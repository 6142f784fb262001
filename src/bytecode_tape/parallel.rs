use rayon::prelude::*;

use crate::error::Result;
use crate::float::Float;

impl<F: Float> super::BytecodeTape<F> {
    /// Parallel Jacobian: one reverse sweep per output, parallelized.
    ///
    /// Returns `J[i][j] = ∂out_i/∂x_j`, identical to [`jacobian`](Self::jacobian).
    pub fn jacobian_par(&self, x: &[F]) -> Result<Vec<Vec<F>>> {
        let mut values_buf = Vec::new();
        self.forward_into(x, &mut values_buf)?;

        let ni = self.num_inputs as usize;
        Ok(self
            .output_indices
            .par_iter()
            .map(|&out_idx| {
                let mut adjoints = self.reverse_from(&values_buf, out_idx);
                adjoints.truncate(ni);
                adjoints
            })
            .collect())
    }

    /// Parallel Hessian of output `output`: one HVP per column, parallelized
    /// over columns.
    pub fn hessian_par(&self, x: &[F], output: usize) -> Result<Vec<Vec<F>>> {
        let seed = self.prepare_second_order(x, output)?;
        let n = self.num_inputs as usize;

        let columns: Vec<Vec<F>> = (0..n)
            .into_par_iter()
            .map_init(
                || (Vec::new(), Vec::new(), Vec::new()),
                |(dual_inputs, dual_vals, adjoints), j| {
                    let mut direction = vec![F::zero(); n];
                    direction[j] = F::one();
                    self.hvp_with_bufs(x, &direction, seed, dual_inputs, dual_vals, adjoints);
                    adjoints[..n].iter().map(|d| d.eps).collect()
                },
            )
            .collect();

        let mut hessian = vec![vec![F::zero(); n]; n];
        for (j, col) in columns.iter().enumerate() {
            for (row, &h) in hessian.iter_mut().zip(col) {
                row[j] = h;
            }
        }
        Ok(hessian)
    }

    /// Evaluate the Jacobian at multiple input points in parallel.
    pub fn jacobian_batch_par(&self, inputs: &[&[F]]) -> Result<Vec<Vec<Vec<F>>>> {
        inputs.par_iter().map(|x| self.jacobian(x)).collect()
    }
}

☆ ☆ ☆ ☆

_Task item_
Only lines holding the word "Float" belong in the answer; copy each one from the material.

_Exercise answer_
use crate::float::Float;
impl<F: Float> super::BytecodeTape<F> {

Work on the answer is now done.